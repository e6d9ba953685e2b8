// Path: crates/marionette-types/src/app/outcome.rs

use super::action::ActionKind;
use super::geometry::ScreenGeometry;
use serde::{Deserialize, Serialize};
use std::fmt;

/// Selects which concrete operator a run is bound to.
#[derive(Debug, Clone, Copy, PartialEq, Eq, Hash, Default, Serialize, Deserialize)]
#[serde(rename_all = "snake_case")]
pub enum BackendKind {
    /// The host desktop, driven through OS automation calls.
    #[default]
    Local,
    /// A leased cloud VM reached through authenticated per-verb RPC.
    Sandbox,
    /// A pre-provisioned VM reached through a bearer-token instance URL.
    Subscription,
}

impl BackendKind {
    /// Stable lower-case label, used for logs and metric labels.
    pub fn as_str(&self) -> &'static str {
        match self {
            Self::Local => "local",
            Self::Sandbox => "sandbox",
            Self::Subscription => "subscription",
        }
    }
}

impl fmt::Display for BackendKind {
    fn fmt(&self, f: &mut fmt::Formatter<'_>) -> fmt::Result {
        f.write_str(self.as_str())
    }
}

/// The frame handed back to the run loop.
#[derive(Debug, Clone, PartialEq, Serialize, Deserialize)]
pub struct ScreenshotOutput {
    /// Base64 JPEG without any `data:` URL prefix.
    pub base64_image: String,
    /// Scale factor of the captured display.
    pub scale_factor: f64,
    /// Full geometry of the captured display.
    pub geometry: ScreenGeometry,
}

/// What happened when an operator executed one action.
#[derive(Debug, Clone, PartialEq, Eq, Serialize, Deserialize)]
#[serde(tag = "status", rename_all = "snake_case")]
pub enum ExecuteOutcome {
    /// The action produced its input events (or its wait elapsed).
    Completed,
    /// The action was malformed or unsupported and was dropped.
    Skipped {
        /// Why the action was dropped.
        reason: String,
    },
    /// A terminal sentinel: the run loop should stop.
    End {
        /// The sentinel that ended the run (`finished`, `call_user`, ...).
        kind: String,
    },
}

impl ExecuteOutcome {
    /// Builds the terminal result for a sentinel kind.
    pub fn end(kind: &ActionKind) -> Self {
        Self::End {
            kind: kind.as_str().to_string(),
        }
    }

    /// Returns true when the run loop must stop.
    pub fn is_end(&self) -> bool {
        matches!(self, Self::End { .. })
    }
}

==

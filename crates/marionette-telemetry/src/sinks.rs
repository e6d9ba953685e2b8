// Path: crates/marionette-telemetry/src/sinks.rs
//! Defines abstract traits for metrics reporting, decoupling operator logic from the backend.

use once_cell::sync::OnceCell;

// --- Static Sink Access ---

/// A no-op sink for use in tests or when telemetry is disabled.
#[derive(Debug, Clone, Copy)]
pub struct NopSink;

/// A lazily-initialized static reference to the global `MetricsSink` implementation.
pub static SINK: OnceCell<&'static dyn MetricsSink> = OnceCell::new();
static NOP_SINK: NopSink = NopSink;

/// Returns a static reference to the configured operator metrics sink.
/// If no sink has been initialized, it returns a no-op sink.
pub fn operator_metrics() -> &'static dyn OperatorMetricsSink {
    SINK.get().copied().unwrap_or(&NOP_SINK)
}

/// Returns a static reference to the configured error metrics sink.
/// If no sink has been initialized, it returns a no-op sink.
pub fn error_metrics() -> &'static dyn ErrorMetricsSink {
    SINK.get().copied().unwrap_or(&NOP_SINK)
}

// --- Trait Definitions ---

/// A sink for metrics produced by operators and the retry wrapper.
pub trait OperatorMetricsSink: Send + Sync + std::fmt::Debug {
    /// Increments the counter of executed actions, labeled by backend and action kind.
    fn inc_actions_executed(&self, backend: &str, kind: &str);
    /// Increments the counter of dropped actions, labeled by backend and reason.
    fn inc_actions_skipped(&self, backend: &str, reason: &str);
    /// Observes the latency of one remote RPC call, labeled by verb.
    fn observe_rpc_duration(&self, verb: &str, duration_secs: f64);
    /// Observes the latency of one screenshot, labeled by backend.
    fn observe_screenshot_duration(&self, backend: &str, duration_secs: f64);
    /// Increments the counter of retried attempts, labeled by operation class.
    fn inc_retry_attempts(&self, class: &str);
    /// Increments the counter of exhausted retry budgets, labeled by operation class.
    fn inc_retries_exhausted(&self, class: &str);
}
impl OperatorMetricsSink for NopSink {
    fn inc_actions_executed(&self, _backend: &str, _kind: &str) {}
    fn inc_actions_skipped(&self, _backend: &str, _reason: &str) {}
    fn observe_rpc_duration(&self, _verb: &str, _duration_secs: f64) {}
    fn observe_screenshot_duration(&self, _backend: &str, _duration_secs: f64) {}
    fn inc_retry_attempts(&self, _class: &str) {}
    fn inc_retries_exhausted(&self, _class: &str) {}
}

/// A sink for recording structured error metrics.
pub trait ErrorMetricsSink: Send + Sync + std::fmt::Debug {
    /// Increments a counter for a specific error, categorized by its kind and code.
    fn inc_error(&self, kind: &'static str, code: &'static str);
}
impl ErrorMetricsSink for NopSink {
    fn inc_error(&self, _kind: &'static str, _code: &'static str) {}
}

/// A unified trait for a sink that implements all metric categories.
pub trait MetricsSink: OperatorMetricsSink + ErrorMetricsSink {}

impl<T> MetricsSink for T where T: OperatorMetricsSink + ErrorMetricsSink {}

→ TASK DETAILS:
Which lines above run from the one containing "filename crates/marionette-telemetry/src/sinks.rs" down to the one containing "A lazily-initialized static"? Repeat exactly those, both ends included, and nothing else.

→ RESULT OF THE TASK:
filename crates/marionette-telemetry/src/sinks.rs
repository e6d9ba953685e2b8
// Path: crates/marionette-telemetry/src/sinks.rs
//! Defines abstract traits for metrics reporting, decoupling operator logic from the backend.

use once_cell::sync::OnceCell;

// --- Static Sink Access ---

/// A no-op sink for use in tests or when telemetry is disabled.
#[derive(Debug, Clone, Copy)]
pub struct NopSink;

/// A lazily-initialized static reference to the global `MetricsSink` implementation.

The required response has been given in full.